Along with being unusually tall for a girl, the author set the main character up to be smart and cunning. And now that character believes another equally smart and cunning character has been duped by a wig and mask? It was not a fantasy story, and no story logic was presented for why that smart main character convinced herself a wig and a mask successfully disguised her unusual height and her voice.
An inherent quality of the creative process is how it constrains us.
When a writer faces off against a blank page ready to write the first word of their novel, (even if they somehow have managed to do no pre-planning, no pre-plotting, no pre-thinking about any aspect of the story,) massive creative restriction has already taken place. They have restricted themselves to a novel and therefore have cut out every other literary form: essay, poetry, memoir, etc. That is a huge restriction on their potential creativity.
Then they decide they want to write a mystery. More restriction. With a young adult main character. More restriction. With a female, young adult main character. More restriction. With an unusually tall, female, young adult main character. Yep. More restriction.

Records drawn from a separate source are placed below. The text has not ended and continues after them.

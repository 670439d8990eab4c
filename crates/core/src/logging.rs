//! Logging infrastructure for ragline.
//!
//! Initializes the tracing subscriber. All logs go to stderr so stdout stays
//! clean for answers and reports.

use tracing_subscriber::{fmt, layer::SubscriberExt, util::SubscriberInitExt, EnvFilter};

use crate::error::{AppError, AppResult};

/// Initialize the tracing subscriber with stderr output.
///
/// # Arguments
/// * `log_level` - Optional filter override (e.g., "debug", "ragline_knowledge=trace")
/// * `no_color` - Disable colored output
/// * `json` - Emit one JSON object per event instead of human-readable lines
///
/// # Example
/// ```no_run
/// use ragline_core::logging::init_logging;
///
/// init_logging(None, false, false).expect("Failed to initialize logging");
/// ```
pub fn init_logging(log_level: Option<&str>, no_color: bool, json: bool) -> AppResult<()> {
    let default_level = std::env::var("RUST_LOG").unwrap_or_else(|_| "info".to_string());
    let filter_str = log_level.unwrap_or(&default_level);

    let env_filter = EnvFilter::try_new(filter_str)
        .map_err(|e| AppError::Config(format!("Invalid log filter: {}", e)))?;

    let registry = tracing_subscriber::registry().with(env_filter);

    let result = if json {
        registry
            .with(
                fmt::layer()
                    .json()
                    .with_writer(std::io::stderr)
                    .with_target(true),
            )
            .try_init()
    } else {
        registry
            .with(
                fmt::layer()
                    .with_writer(std::io::stderr)
                    .with_target(true)
                    .with_level(true)
                    .with_ansi(!no_color && supports_color()),
            )
            .try_init()
    };

    result.map_err(|e| AppError::Config(format!("Failed to init logging: {}", e)))
}

/// Check if the terminal supports color output.
fn supports_color() -> bool {
    std::env::var("NO_COLOR").is_err()
}
//! Knowledge pipeline type definitions.

use chrono::{DateTime, Utc};
use serde::{Deserialize, Serialize};
use std::collections::BTreeSet;
use std::fmt;
use std::path::PathBuf;

/// Metadata attached to a single page and inherited by its chunks.
#[derive(Debug, Clone, Default, PartialEq, Eq, Serialize, Deserialize)]
pub struct PageMetadata {
    /// File name of the source document
    pub source: String,

    /// 1-based page number
    pub page: u32,

    /// Document identifier (file stem), used as the metadata lookup key
    pub identifier: String,

    #[serde(default, skip_serializing_if = "Option::is_none")]
    pub title: Option<String>,

    #[serde(default, skip_serializing_if = "BTreeSet::is_empty")]
    pub industries: BTreeSet<String>,

    #[serde(default, skip_serializing_if = "Option::is_none")]
    pub date: Option<String>,

    #[serde(default, skip_serializing_if = "BTreeSet::is_empty")]
    pub country_codes: BTreeSet<String>,
}

impl PageMetadata {
    /// True once a metadata record has been merged in.
    pub fn is_enriched(&self) -> bool {
        self.title.is_some()
            || self.date.is_some()
            || !self.industries.is_empty()
            || !self.country_codes.is_empty()
    }
}

/// One physical page of a source document.
#[derive(Debug, Clone, PartialEq, Eq)]
pub struct Page {
    pub text: String,
    pub metadata: PageMetadata,
}

/// A loaded PDF: its identifier plus pages in physical order.
#[derive(Debug, Clone, PartialEq, Eq)]
pub struct SourceDocument {
    pub identifier: String,
    pub path: PathBuf,
    pub pages: Vec<Page>,
}

/// Contiguous slice of a page's text.
#[derive(Debug, Clone, PartialEq, Eq, Serialize, Deserialize)]
pub struct Chunk {
    pub text: String,

    /// Character offset of `text` within the page text
    pub start_offset: usize,

    pub metadata: PageMetadata,
}

impl Chunk {
    pub fn char_len(&self) -> usize {
        self.text.chars().count()
    }
}

/// Why a single file was skipped during loading.
#[derive(Debug, Clone, PartialEq, Eq)]
pub enum IngestionFileError {
    EmptyFile,
    CorruptFile,
    Other { kind: String, message: String },
}

/// A per-file failure recorded by the loader. Never raised.
#[derive(Debug, Clone, PartialEq, Eq)]
pub struct FileFailure {
    pub file: String,
    pub error: IngestionFileError,
}

impl fmt::Display for FileFailure {
    fn fmt(&self, f: &mut fmt::Formatter<'_>) -> fmt::Result {
        match &self.error {
            IngestionFileError::EmptyFile => write!(f, "{}: Empty file", self.file),
            IngestionFileError::CorruptFile => write!(f, "{}: Corrupted PDF", self.file),
            IngestionFileError::Other { kind, message } => {
                write!(f, "{}: {} - {}", self.file, kind, message)
            }
        }
    }
}

/// Outcome of loading a document directory.
#[derive(Debug, Clone, Default)]
pub struct LoadReport {
    pub documents: Vec<SourceDocument>,
    pub errors: Vec<FileFailure>,
}

impl LoadReport {
    /// All pages across documents, in document then page order.
    pub fn pages(&self) -> impl Iterator<Item = &Page> {
        self.documents.iter().flat_map(|doc| doc.pages.iter())
    }

    pub fn page_count(&self) -> usize {
        self.documents.iter().map(|doc| doc.pages.len()).sum()
    }
}

/// Summary of an ingestion run.
#[derive(Debug, Clone, Serialize)]
pub struct IngestReport {
    pub files_loaded: usize,
    pub pages: usize,
    pub chunks: usize,
    pub dropped_chunks: usize,
    pub upserted: usize,

    /// Rendered per-file failures
    pub file_errors: Vec<String>,

    pub total_vector_count: u64,
    pub duration_secs: f64,
    pub completed_at: DateTime<Utc>,
}
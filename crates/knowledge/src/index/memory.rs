//! In-process hybrid index.

use super::{
    check_query_dimension, prepare_records, rank, score_record, ConvexFusion, Fusion,
    HybridIndex, HybridQuery, IndexRecord, IndexSpec, IndexStats, ScoredRecord,
};
use ragline_core::{AppError, AppResult};
use std::collections::BTreeMap;
use std::sync::{Arc, RwLock};

struct State {
    spec: IndexSpec,
    records: BTreeMap<String, IndexRecord>,
}

/// Hybrid index held in memory. Contents are lost when dropped.
pub struct InMemoryHybridIndex {
    name: String,
    fusion: Arc<dyn Fusion>,
    state: RwLock<Option<State>>,
}

impl InMemoryHybridIndex {
    pub fn new(name: impl Into<String>) -> Self {
        Self {
            name: name.into(),
            fusion: Arc::new(ConvexFusion::default()),
            state: RwLock::new(None),
        }
    }

    pub fn with_fusion(mut self, fusion: Arc<dyn Fusion>) -> Self {
        self.fusion = fusion;
        self
    }

    fn missing(&self) -> AppError {
        AppError::Index(format!("Index '{}' does not exist", self.name))
    }
}

fn poisoned() -> AppError {
    AppError::Index("in-memory index lock poisoned".to_string())
}

#[async_trait::async_trait]
impl HybridIndex for InMemoryHybridIndex {
    fn name(&self) -> &str {
        &self.name
    }

    async fn create_if_absent(&self, spec: &IndexSpec) -> AppResult<bool> {
        let mut state = self.state.write().map_err(|_| poisoned())?;
        if let Some(existing) = state.as_ref() {
            if existing.spec.dimension != spec.dimension {
                return Err(AppError::Index(format!(
                    "Index '{}' exists with dimension {}, requested {}",
                    self.name, existing.spec.dimension, spec.dimension
                )));
            }
            if existing.spec.metric != spec.metric {
                return Err(AppError::Index(format!(
                    "Index '{}' exists with metric {}, requested {}",
                    self.name,
                    existing.spec.metric.as_str(),
                    spec.metric.as_str()
                )));
            }
            return Ok(false);
        }

        *state = Some(State {
            spec: spec.clone(),
            records: BTreeMap::new(),
        });
        tracing::info!("Created in-memory index '{}'", self.name);
        Ok(true)
    }

    async fn upsert(&self, records: Vec<IndexRecord>) -> AppResult<usize> {
        let mut guard = self.state.write().map_err(|_| poisoned())?;
        let state = guard.as_mut().ok_or_else(|| self.missing())?;

        let records = prepare_records(records, state.spec.dimension)?;
        let count = records.len();
        for record in records {
            state.records.insert(record.id.clone(), record);
        }
        Ok(count)
    }

    async fn query(&self, query: &HybridQuery) -> AppResult<Vec<ScoredRecord>> {
        let guard = self.state.read().map_err(|_| poisoned())?;
        let state = guard.as_ref().ok_or_else(|| self.missing())?;
        check_query_dimension(query, state.spec.dimension)?;

        let scored = state
            .records
            .values()
            .map(|record| {
                score_record(
                    record.clone(),
                    query,
                    state.spec.metric,
                    self.fusion.as_ref(),
                )
            })
            .collect();
        Ok(rank(scored, query.top_k))
    }

    async fn describe_stats(&self) -> AppResult<IndexStats> {
        let guard = self.state.read().map_err(|_| poisoned())?;
        let state = guard.as_ref().ok_or_else(|| self.missing())?;
        Ok(IndexStats {
            name: self.name.clone(),
            dimension: state.spec.dimension,
            metric: state.spec.metric,
            total_vector_count: state.records.len() as u64,
        })
    }
}

#[cfg(test)]
mod tests {
    use super::*;
    use crate::index::Metric;
    use crate::sparse::SparseVector;

    fn spec(dimension: usize) -> IndexSpec {
        IndexSpec {
            name: "test".to_string(),
            dimension,
            metric: Metric::DotProduct,
        }
    }

    fn record(id: &str, dense: Vec<f32>, sparse: (Vec<u32>, Vec<f32>)) -> IndexRecord {
        IndexRecord {
            id: id.to_string(),
            text: format!("text of {}", id),
            dense,
            sparse: SparseVector {
                indices: sparse.0,
                values: sparse.1,
            },
            metadata: serde_json::json!({}),
        }
    }

    #[tokio::test]
    async fn test_create_is_idempotent() {
        let index = InMemoryHybridIndex::new("test");
        assert!(index.create_if_absent(&spec(2)).await.unwrap());
        assert!(!index.create_if_absent(&spec(2)).await.unwrap());
        assert!(matches!(
            index.create_if_absent(&spec(3)).await,
            Err(AppError::Index(_))
        ));
        let cosine = IndexSpec {
            metric: Metric::Cosine,
            ..spec(2)
        };
        assert!(matches!(
            index.create_if_absent(&cosine).await,
            Err(AppError::Index(_))
        ));
    }

    #[tokio::test]
    async fn test_operations_before_create_fail() {
        let index = InMemoryHybridIndex::new("test");
        assert!(index.describe_stats().await.is_err());
        assert!(index.upsert(vec![]).await.is_err());
    }

    #[tokio::test]
    async fn test_hybrid_match_ranks_first() {
        let index = InMemoryHybridIndex::new("test");
        index.create_if_absent(&spec(2)).await.unwrap();
        index
            .upsert(vec![
                record("both", vec![0.9, 0.1], (vec![1], vec![1.0])),
                record("dense-only", vec![1.0, 0.0], (vec![7], vec![1.0])),
                record("sparse-only", vec![0.0, 1.0], (vec![1], vec![1.0])),
            ])
            .await
            .unwrap();

        let results = index
            .query(&HybridQuery {
                dense: vec![1.0, 0.0],
                sparse: SparseVector {
                    indices: vec![1],
                    values: vec![1.0],
                },
                top_k: 2,
            })
            .await
            .unwrap();

        assert_eq!(results.len(), 2);
        assert_eq!(results[0].id, "both");
        assert!(results[0].score > results[1].score);
    }

    #[tokio::test]
    async fn test_reupsert_overwrites() {
        let index = InMemoryHybridIndex::new("test");
        index.create_if_absent(&spec(2)).await.unwrap();

        let batch = || vec![record("a", vec![1.0, 0.0], (vec![], vec![]))];
        index.upsert(batch()).await.unwrap();
        index.upsert(batch()).await.unwrap();

        assert_eq!(index.describe_stats().await.unwrap().total_vector_count, 1);
    }

    #[tokio::test]
    async fn test_query_dimension_mismatch() {
        let index = InMemoryHybridIndex::new("test");
        index.create_if_absent(&spec(2)).await.unwrap();
        let result = index
            .query(&HybridQuery {
                dense: vec![1.0],
                sparse: SparseVector::default(),
                top_k: 4,
            })
            .await;
        assert!(matches!(result, Err(AppError::Index(_))));
    }
}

As storytellers, we are always in the process of stifling our own options.
The masquerade party scene caused so much annoyance for me because the author chose to ignore her own creative constraints. She wanted the fun and intrigue built into a masked gala scene but also wanted the plot point that the main character believes she has successfully duped the other character. Unfortunately, within the story world the author set up, that plot point is not believable.
Establishing a smart, cunning, and unusually tall female protagonist opens up some story-telling possibilities. It slams the door shut on others. (Like that main character being ridiculously dense for no clear reason.) Choose to randomly ignore your own constraints and you court reader mutiny.
Constraints are your friends. Use them. See them as an opportunity to play. As springboards that allow, possibly even jolt, new story moments to leap into existence. Story moments that are unconventional and surprising.
To get to these distinctive, constraint-driven story moments may take time. May take some sweat-inducing imagining on your part. They will most likely require creative courage, too, especially if you have set up potent, juicy, and deliciously devious constraints.
But if you dance within those constraints, instead of getting the scenes that you might have thought you wanted, you will get the scenes that the story needs. And deserves.